Work instructions => Wherever the word "every" occurs in the lines below, copy the whole line.

====== Data to examine

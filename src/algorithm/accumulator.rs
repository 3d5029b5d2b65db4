//! Multi-run accumulation of per-cell visitation counts
//!
//! Runs are independent: each owns a fresh diagram and its own random stream.
//! They execute on the rayon pool, fold into per-worker tallies and are reduced
//! by addition, so the merge order never matters.

use crate::algorithm::executor::{CancellationToken, GrowthSimulator, GrowthState, RandomSelector};
use crate::algorithm::observer::{GrowthObserver, NoopObserver};
use crate::analysis::counts::{AccumulatedCounts, CountsReport};
use crate::io::configuration::{GrowthParameters, SimulationConfig};
use crate::io::error::{GrowthError, Result, computation_error};
use rayon::prelude::*;
use tracing::{debug, info, warn};

/// Run totals from one accumulation
#[derive(Clone, Copy, Debug, Default, PartialEq, Eq)]
pub struct AccumulationReport {
    /// Runs that performed every requested insertion
    pub completed_runs: usize,
    /// Runs whose frontier emptied early
    pub stalled_runs: usize,
    /// Runs stopped by cancellation; these contribute nothing
    pub cancelled_runs: usize,
    /// Summed final sizes of all recorded runs
    pub total_cells: u64,
}

impl AccumulationReport {
    /// Runs whose final diagram was counted
    pub const fn recorded_runs(&self) -> usize {
        self.completed_runs + self.stalled_runs
    }

    fn merge(self, other: Self) -> Self {
        Self {
            completed_runs: self.completed_runs + other.completed_runs,
            stalled_runs: self.stalled_runs + other.stalled_runs,
            cancelled_runs: self.cancelled_runs + other.cancelled_runs,
            total_cells: self.total_cells + other.total_cells,
        }
    }
}

/// Partial result of the runs handled by one worker
#[derive(Default)]
struct RunTally<const D: usize> {
    counts: AccumulatedCounts<D>,
    report: AccumulationReport,
}

impl<const D: usize> RunTally<D> {
    fn merge(mut self, other: Self) -> Self {
        self.counts.merge(other.counts);
        self.report = self.report.merge(other.report);
        self
    }
}

/// Aggregates many independent growth runs into visitation counts
///
/// Holds the counts of the most recent [`Accumulator::simulate`] call. Each call
/// starts from an empty tally; nothing is shared between instances.
#[derive(Debug, Default)]
pub struct Accumulator<const D: usize> {
    counts: Option<AccumulatedCounts<D>>,
    cancellation: CancellationToken,
    threads: Option<usize>,
}

impl<const D: usize> Accumulator<D> {
    /// Create an accumulator with no counts
    pub fn new() -> Self {
        Self::default()
    }

    /// Run on a dedicated pool of `threads` workers instead of the global pool
    #[must_use]
    pub const fn with_threads(mut self, threads: usize) -> Self {
        self.threads = Some(threads);
        self
    }

    /// Watch an externally owned cancellation token
    #[must_use]
    pub fn with_cancellation(mut self, token: CancellationToken) -> Self {
        self.cancellation = token;
        self
    }

    /// Token that cancels in-flight and future runs of this accumulator
    pub fn cancellation_token(&self) -> CancellationToken {
        self.cancellation.clone()
    }

    /// Drop all counts
    pub fn reset(&mut self) {
        self.counts = None;
    }

    /// Validate a raw configuration, then simulate
    ///
    /// Invalid configurations are rejected before the previous counts are cleared
    /// and before any random stream is created.
    ///
    /// # Errors
    ///
    /// Returns `InvalidConfiguration` for out-of-range options, or any error from
    /// [`Accumulator::simulate`]
    pub fn simulate_config(&mut self, config: &SimulationConfig) -> Result<AccumulationReport> {
        let parameters = config.validate::<D>()?;
        self.simulate(&parameters)
    }

    /// Replace the counts with those of `parameters.runs()` fresh runs
    ///
    /// # Errors
    ///
    /// Returns an error if a run breaks the diagram invariant or the worker pool
    /// cannot be built; no counts are kept in that case
    pub fn simulate(&mut self, parameters: &GrowthParameters<D>) -> Result<AccumulationReport> {
        self.simulate_observed(parameters, &NoopObserver)
    }

    /// Like [`Accumulator::simulate`], reporting progress to `observer`
    ///
    /// # Errors
    ///
    /// Same as [`Accumulator::simulate`]
    pub fn simulate_observed(
        &mut self,
        parameters: &GrowthParameters<D>,
        observer: &dyn GrowthObserver<D>,
    ) -> Result<AccumulationReport> {
        self.reset();

        let master_seed = parameters.seed().unwrap_or_else(rand::random);
        let mut master = RandomSelector::new(master_seed);
        let seeds: Vec<u64> = (0..parameters.runs()).map(|_| master.next_seed()).collect();
        debug!(
            master_seed,
            runs = parameters.runs(),
            n_steps = parameters.n_steps(),
            alpha = parameters.alpha(),
            weighting = %parameters.weighting(),
            "starting accumulation"
        );

        let tally = match self.threads {
            Some(threads) => rayon::ThreadPoolBuilder::new()
                .num_threads(threads)
                .build()
                .map_err(|e| computation_error("worker pool", &e))?
                .install(|| self.run_all(parameters, seeds, observer))?,
            None => self.run_all(parameters, seeds, observer)?,
        };

        let report = tally.report;
        info!(
            recorded = report.recorded_runs(),
            stalled = report.stalled_runs,
            distinct_cells = tally.counts.len(),
            total_cells = report.total_cells,
            "accumulation finished"
        );
        if report.cancelled_runs > 0 {
            warn!(
                cancelled = report.cancelled_runs,
                "runs were cancelled and not counted"
            );
        }

        self.counts = Some(tally.counts);
        Ok(report)
    }

    fn run_all(
        &self,
        parameters: &GrowthParameters<D>,
        seeds: Vec<u64>,
        observer: &dyn GrowthObserver<D>,
    ) -> Result<RunTally<D>> {
        let cancellation = &self.cancellation;
        seeds
            .into_par_iter()
            .enumerate()
            .try_fold(
                RunTally::default,
                |mut tally: RunTally<D>, (run, seed): (usize, u64)| -> Result<RunTally<D>> {
                    let mut simulator = GrowthSimulator::new(
                        parameters.initial_diagram(),
                        parameters.alpha(),
                        seed,
                    )?
                    .with_run_index(run);
                    let outcome = simulator.simulate(
                        parameters.n_steps(),
                        Some(observer),
                        Some(cancellation),
                    )?;
                    debug!(
                        run,
                        size = outcome.size,
                        steps = outcome.steps,
                        state = %outcome.state,
                        "run finished"
                    );

                    match outcome.state {
                        GrowthState::Completed => tally.report.completed_runs += 1,
                        GrowthState::Stalled => tally.report.stalled_runs += 1,
                        GrowthState::Cancelled => {
                            tally.report.cancelled_runs += 1;
                            return Ok(tally);
                        }
                        GrowthState::Idle | GrowthState::Running => {
                            return Err(computation_error(
                                "accumulation",
                                &format!("run {run} ended in state {}", outcome.state),
                            ));
                        }
                    }
                    tally.report.total_cells += outcome.size as u64;
                    tally.counts.record_run(simulator.diagram().cells());
                    Ok(tally)
                },
            )
            .try_reduce(RunTally::default, |a, b| Ok(a.merge(b)))
    }

    /// Counts from the last accumulation
    ///
    /// # Errors
    ///
    /// Returns `NoDataAvailable` if no run has been recorded yet
    pub fn get_counts(&self) -> Result<&AccumulatedCounts<D>> {
        self.counts
            .as_ref()
            .filter(|counts| counts.runs() > 0)
            .ok_or(GrowthError::NoDataAvailable {
                operation: "get counts",
            })
    }

    /// Serializable report of the last accumulation
    ///
    /// # Errors
    ///
    /// Returns `NoDataAvailable` if no run has been recorded yet
    pub fn json_data(&self) -> Result<CountsReport> {
        self.get_counts()?.report()
    }
}
use crate::{
    algorithm::observer::{GrowthObserver, GrowthSnapshot},
    io::configuration::PROGRESS_INTERVAL,
    io::error::{Result, computation_error, invalid_configuration},
    math::probability::{CumulativeWeights, ScaledWeights},
    spatial::{Cell, LatticeDiagram},
};
use rand::{Rng, SeedableRng, rngs::StdRng};
use std::fmt;
use std::sync::Arc;
use std::sync::atomic::{AtomicBool, Ordering};

/// Seeded random selector for reproducible stochastic choices
#[derive(Clone, Debug)]
pub struct RandomSelector {
    rng: StdRng,
}

impl RandomSelector {
    /// Create a deterministic random selector
    pub fn new(seed: u64) -> Self {
        Self {
            rng: StdRng::seed_from_u64(seed),
        }
    }

    /// Draw a seed for a derived, independent stream
    pub fn next_seed(&mut self) -> u64 {
        self.rng.random()
    }

    /// Weighted random selection over a cumulative weight tree
    ///
    /// Consumes exactly one draw. Returns `None` for an empty tree or when no
    /// slot carries positive weight.
    pub fn weighted_choice(&mut self, weights: &CumulativeWeights) -> Option<usize> {
        let total = weights.total();
        if weights.is_empty() || total <= 0.0 {
            return None;
        }
        let target = self.rng.random::<f64>() * total;
        weights.find(target)
    }
}

/// Shared flag for cooperative cancellation
///
/// Clones observe the same flag. Once cancelled the token stays cancelled.
#[derive(Clone, Debug, Default)]
pub struct CancellationToken(Arc<AtomicBool>);

impl CancellationToken {
    /// Create a token that is not cancelled
    pub fn new() -> Self {
        Self::default()
    }

    /// Request cancellation of every run watching this token
    pub fn cancel(&self) {
        self.0.store(true, Ordering::Relaxed);
    }

    /// Whether cancellation was requested
    pub fn is_cancelled(&self) -> bool {
        self.0.load(Ordering::Relaxed)
    }
}

/// Lifecycle of a single growth run
#[derive(Clone, Copy, Debug, PartialEq, Eq, Hash)]
pub enum GrowthState {
    /// Created, not yet started
    Idle,
    /// Inserting cells
    Running,
    /// Performed the requested number of insertions
    Completed,
    /// Frontier emptied before the requested number of insertions
    Stalled,
    /// Stopped by a cancellation request
    Cancelled,
}

impl GrowthState {
    /// Whether no further insertions will happen
    pub const fn is_terminal(self) -> bool {
        matches!(self, Self::Completed | Self::Stalled | Self::Cancelled)
    }
}

impl fmt::Display for GrowthState {
    fn fmt(&self, f: &mut fmt::Formatter<'_>) -> fmt::Result {
        let name = match self {
            Self::Idle => "idle",
            Self::Running => "running",
            Self::Completed => "completed",
            Self::Stalled => "stalled",
            Self::Cancelled => "cancelled",
        };
        f.write_str(name)
    }
}

/// Summary of a finished run
#[derive(Clone, Copy, Debug, PartialEq, Eq)]
pub struct RunOutcome {
    /// Index of the run within its accumulation
    pub run: usize,
    /// Terminal state
    pub state: GrowthState,
    /// Successful insertions
    pub steps: usize,
    /// Final number of cells
    pub size: usize,
}

/// Weighted random growth of one diagram
///
/// Each step draws one frontier cell with probability proportional to its weight
/// and inserts it. Frontier weights live in a cumulative tree kept slot-aligned
/// with the diagram's frontier, so a step costs `O(D log n)`. The tree is scaled
/// by the largest log-weight whenever raw weights would overflow, so any finite
/// positive exponent samples the exact distribution.
#[derive(Clone, Debug)]
pub struct GrowthSimulator<const D: usize> {
    diagram: LatticeDiagram<D>,
    /// Weight per frontier slot, aligned with `diagram.frontier()`
    weights: ScaledWeights,
    selector: RandomSelector,
    alpha: f64,
    state: GrowthState,
    steps: usize,
    run: usize,
}

impl<const D: usize> GrowthSimulator<D> {
    /// Prepare a run starting from `diagram`
    ///
    /// # Errors
    ///
    /// Returns `InvalidConfiguration` if `alpha` is not a finite positive number
    pub fn new(diagram: LatticeDiagram<D>, alpha: f64, seed: u64) -> Result<Self> {
        if !alpha.is_finite() || alpha <= 0.0 {
            return Err(invalid_configuration(
                "alpha",
                &alpha,
                &"must be a finite number greater than zero",
            ));
        }

        let mut weights = ScaledWeights::with_capacity(diagram.frontier_len());
        for cell in diagram.frontier() {
            weights.push(diagram.weight(cell, alpha), diagram.log_weight(cell, alpha));
        }

        Ok(Self {
            diagram,
            weights,
            selector: RandomSelector::new(seed),
            alpha,
            state: GrowthState::Idle,
            steps: 0,
            run: 0,
        })
    }

    /// Tag the run with its index for observers and logs
    #[must_use]
    pub const fn with_run_index(mut self, run: usize) -> Self {
        self.run = run;
        self
    }

    /// Current lifecycle state
    pub const fn state(&self) -> GrowthState {
        self.state
    }

    /// Insertions performed so far
    pub const fn steps(&self) -> usize {
        self.steps
    }

    /// Run index
    pub const fn run(&self) -> usize {
        self.run
    }

    /// Weight exponent
    pub const fn alpha(&self) -> f64 {
        self.alpha
    }

    /// Current diagram
    pub const fn diagram(&self) -> &LatticeDiagram<D> {
        &self.diagram
    }

    /// Give up the simulator, keeping the diagram
    pub fn into_diagram(self) -> LatticeDiagram<D> {
        self.diagram
    }

    /// Outcome as of now
    pub fn outcome(&self) -> RunOutcome {
        RunOutcome {
            run: self.run,
            state: self.state,
            steps: self.steps,
            size: self.diagram.len(),
        }
    }

    /// Draw and insert one frontier cell
    ///
    /// Returns `false` without drawing when the frontier is empty.
    fn step(&mut self) -> Result<bool> {
        let total = self.weights.scaled().total();
        if !total.is_finite() {
            return Err(computation_error(
                "growth step",
                &format!("frontier weight total is {total}"),
            ));
        }
        let Some(slot) = self.selector.weighted_choice(self.weights.scaled()) else {
            return Ok(false);
        };
        let cell: Cell<D> = self.diagram.frontier_cell(slot).copied().ok_or_else(|| {
            computation_error("growth step", &format!("frontier slot {slot} out of range"))
        })?;

        let insertion = self.diagram.add_cell(cell)?;

        // Replay the frontier's swap-remove and appends on the weight tree
        self.weights.swap_remove(insertion.vacated);
        for added in &insertion.appended {
            self.weights.push(
                self.diagram.weight(added, self.alpha),
                self.diagram.log_weight(added, self.alpha),
            );
        }

        self.steps += 1;
        Ok(true)
    }

    /// Perform up to `n_steps` insertions
    ///
    /// The observer is notified after the first insertion, every
    /// `PROGRESS_INTERVAL` insertions after that, and once at the end; it never
    /// influences the draws. Cancellation is checked before each
    /// step.
    ///
    /// # Errors
    ///
    /// Returns an error if the simulator has already run, or `InvariantViolation`
    /// if the frontier and weight tree ever disagree
    pub fn simulate(
        &mut self,
        n_steps: usize,
        observer: Option<&dyn GrowthObserver<D>>,
        cancellation: Option<&CancellationToken>,
    ) -> Result<RunOutcome> {
        if self.state != GrowthState::Idle {
            return Err(computation_error(
                "growth simulation",
                &format!("simulator is {}, expected idle", self.state),
            ));
        }
        self.state = GrowthState::Running;

        while self.steps < n_steps {
            if cancellation.is_some_and(CancellationToken::is_cancelled) {
                self.state = GrowthState::Cancelled;
                break;
            }
            if !self.step()? {
                self.state = GrowthState::Stalled;
                break;
            }
            if (self.steps - 1) % PROGRESS_INTERVAL == 0 {
                if let Some(observer) = observer {
                    observer.on_step(&GrowthSnapshot {
                        run: self.run,
                        step: self.steps,
                        diagram: &self.diagram,
                    });
                }
            }
        }

        if self.state == GrowthState::Running {
            self.state = GrowthState::Completed;
        }

        let outcome = self.outcome();
        if let Some(observer) = observer {
            observer.on_run_finished(&outcome);
        }
        Ok(outcome)
    }
}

============

The completed task =>
    /// Runs that performed every requested insertion
    /// Request cancellation of every run watching this token
    /// The observer is notified after the first insertion, every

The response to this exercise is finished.